Physical Description
256 pages ; 23 cm
ISBN
9780063313002
Contents unavailable.
Review by Booklist Review

A calamitous yet optimistic contribution to the coming-of-age genre, Pung's novel explores how a soon-to-be teen mom grapples with her own mother's controlling nature. Addressing her expected child in the second person, the narrator, Karuna, records her experience living under different forms of control, including financial constraints and forced confinement, at the hands of her mother, who claims this control is love. Karuna's mother's background as an ethnically Chinese woman with Filipino roots is central to Pung's presentation of a racially diverse but also segregated Australia, where immigrants working long hours to survive express both internalized racism from and criticism towards the dominant culture. Karuna's confused emotional complex of pain, fear, attachment, and guilt, is accompanied by an emerging sense of individuality best captured through her declaration that "[t]he fear is there, but my love is stronger." Especially good for readers interested in a suspenseful story of resilience that delivers the possibility of reconciliation with those who hurt us deeply.

From Booklist, Copyright (c) American Library Association. Used with permission.
Review by Publisher's Weekly Review

In the nuanced latest from Australian writer Pung (Laurinda), a teen mother-to-be reflects on her ill-fated pursuit of freedom in 1980s Melbourne. Karuna Kelly, 16, lives with her unnamed mother and carries on a clandestine relationship with Ray, a slightly older boy who's also her homework tutor, until she gets pregnant by him. Her mother, a Chinese woman raised in the Philippines, would have disapproved of the relationship if she'd known about it, and reacts by locking Karuna in their apartment to keep her out of more trouble. Karuna's narration, addressed to her unborn baby, chronicles how her mother was a bridal makeup artist before her parents' divorce, which prompted her mother's business to dry up for fear of bad luck, and resulted in their move to public housing. She also reflects on her decision to pursue the educated Ray, who turned her onto the poetry of Walt Whitman. Throughout, Pung effectively channels her protagonist's restless outlook ("This guy wrote in the same way my mind seemed to meander these days," Karuna says of Whitman). This is worth checking out. Agent: Clare Forster, Curtis Brown. (Oct.)

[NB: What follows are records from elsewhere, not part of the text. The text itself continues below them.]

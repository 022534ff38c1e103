use std::time::Duration;

use thiserror::Error;
use uuid::Uuid;

use crate::gatt::{Capability, SessionState};
use crate::hw::DeviceAddress;

/// Errors returned by a link-level transport.
#[derive(Debug, Error)]
pub enum TransportError {
    #[error("BLE operation failed")]
    Ble(#[from] btleplug::Error),
    #[error("no BLE adapters were found")]
    NoAdapters,
    #[error("peripheral `{address}` has not been seen by the adapter")]
    UnknownPeripheral { address: DeviceAddress },
    #[error("transport is not connected")]
    NotConnected,
    #[error("characteristic {uuid} is not present on the connected peripheral")]
    UnknownCharacteristic { uuid: Uuid },
    #[error("peripheral did not report an RSSI value")]
    RssiUnavailable,
    #[error("link reported status {code}")]
    Status { code: i32 },
    #[error("link event stream was already taken")]
    LinkEventsTaken,
}

impl TransportError {
    /// Returns the link status code when the transport reported one.
    #[must_use]
    pub fn code(&self) -> Option<i32> {
        match self {
            Self::Status { code } => Some(*code),
            _ => None,
        }
    }
}

/// Reason a connect attempt did not reach the ready state.
#[derive(Debug, Clone, PartialEq, Eq, Error)]
pub enum ConnectFailure {
    #[error("connect attempt timed out after {}", humantime::format_duration(*timeout))]
    Timeout { timeout: Duration },
    #[error("transport refused the connection: {message}")]
    Transport { code: Option<i32>, message: String },
    #[error("link dropped before the session became ready")]
    LinkLost,
    #[error("service discovery failed: {message}")]
    Discovery { message: String },
    #[error("enabling notifications on {characteristic} failed: {message}")]
    NotificationSetup {
        characteristic: Uuid,
        message: String,
    },
    #[error("connect attempt was cancelled")]
    Cancelled,
}

impl ConnectFailure {
    pub(crate) fn transport(error: &TransportError) -> Self {
        Self::Transport {
            code: error.code(),
            message: error.to_string(),
        }
    }
}

/// Errors rejecting an operation before it is queued.
#[derive(Debug, Clone, PartialEq, Eq, Error)]
pub enum SessionError {
    #[error("characteristic {uuid} is not registered")]
    CharacteristicNotFound { uuid: Uuid },
    #[error("characteristic {uuid} is not writable")]
    NotWritable { uuid: Uuid },
    #[error("characteristic {uuid} does not support {capability}")]
    MissingCapability { uuid: Uuid, capability: Capability },
    #[error("characteristic {uuid} was not found on the connected peripheral")]
    CharacteristicUnavailable { uuid: Uuid },
    #[error("session is not ready (state: {state})")]
    NotReady { state: SessionState },
    #[error("session has ended")]
    SessionEnded,
}

/// Errors completing a queued operation.
#[derive(Debug, Clone, PartialEq, Eq, Error)]
pub enum OperationError {
    #[error("operation timed out after {}", humantime::format_duration(*timeout))]
    TimedOut { timeout: Duration },
    #[error("transport failed the operation: {message}")]
    Transport { message: String },
    #[error("link dropped before the operation completed")]
    Disconnected,
    #[error("session ended before the operation completed")]
    SessionEnded,
    #[error("operation completed with an unexpected result kind")]
    UnexpectedCompletion,
}

/// Errors returned by the reliable writer.
#[derive(Debug, Error)]
pub enum ReliableWriteError {
    #[error(transparent)]
    Session(#[from] SessionError),
    #[error(transparent)]
    Operation(#[from] OperationError),
    #[error("chunk {chunk} did not read back after {attempts} write attempts")]
    VerifyExhausted { chunk: usize, attempts: u32 },
    #[error("write was cancelled")]
    Cancelled,
}

/// Errors returned by the scanner.
#[derive(Debug, Error)]
pub enum ScanError {
    #[error("a scan is already running")]
    AlreadyScanning,
    #[error(transparent)]
    Transport(#[from] TransportError),
}

/// Errors returned by reconnect-by-scan.
#[derive(Debug, Error)]
pub enum ReconnectError {
    #[error(transparent)]
    Scan(#[from] ScanError),
    #[error(transparent)]
    Session(#[from] SessionError),
    #[error("scan ended before `{address}` was seen")]
    ScanEnded { address: DeviceAddress },
    #[error("reconnect was cancelled")]
    Cancelled,
}

/// Errors returned when parsing fake backend fixtures.
#[derive(Debug, Error)]
pub enum FixtureError {
    #[error("the fake scan fixture is empty")]
    EmptyFixture,
    #[error("fixture records must contain two or three pipe-delimited fields")]
    InvalidRecordFieldCount,
    #[error("fixture records cannot have an empty address")]
    EmptyAddress,
    #[error("failed to parse RSSI value")]
    InvalidRssi(#[from] std::num::ParseIntError),
    #[error("invalid hexadecimal payload")]
    InvalidHex(#[from] hex::FromHexError),
}

/// Errors returned when validating runtime backend options.
#[derive(Debug, Error)]
pub(crate) enum CliConfigError {
    #[error("missing fake scan fixture while fake mode is enabled")]
    MissingFakeScanFixture,
}

/// Errors returned by telemetry initialisation.
#[derive(Debug, Error)]
pub(crate) enum TelemetryError {
    #[error("failed to install tracing subscriber")]
    Subscriber(#[from] tracing_subscriber::util::TryInitError),
}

(c) Copyright PWxyz, LLC. All rights reserved
Review by Kirkus Book Review

A story of teenage pregnancy, immigrant experience, and the mother-daughter relationship by Australian author Pung. Karuna Kelly is the child of an unhappy marriage. Her father, a white, working-class Australian, dotes on her but has little regard for her mother, his mail-order bride from the Philippines. When they divorce, Karuna must live in a subsidized flat with her mother, whose narrow idea of health and success leads her to be critical and harsh. At 16, Karuna exercises her limited independence by having a fling with a local 19-year-old, becoming pregnant. The novel is written in Karuna's first-person voice as addressed to her baby, and the tone is raw and lyrical, hopeless and hopeful at the same time. Her mother controls her to an abusive extent, limiting her access to the outside world and rejecting medical advice in favor of old-time traditions. Karuna increasingly chafes against this treatment, aching for help but stymied in her attempts to get it. For such a slim book, the story is deeply complex. Pung shows people of different heritages mixing in this poor community, the insular quality of diaspora, and the different expectations placed on Karuna for being biracial. She also shows--and Karuna is aware of this to varying degrees--that Karuna's mother's actions are driven by trauma and love, not maliciousness, and that this both excuses them and doesn't. Karuna's experience of pregnancy is intimately, vividly detailed. As it progresses, she becomes resigned and depressed, but when the baby is born, there is the possibility of change. Subtle, difficult, lovely, and gorgeously written. Copyright (c) Kirkus Reviews, used with permission.

Copyright (c) Kirkus Reviews, used with permission.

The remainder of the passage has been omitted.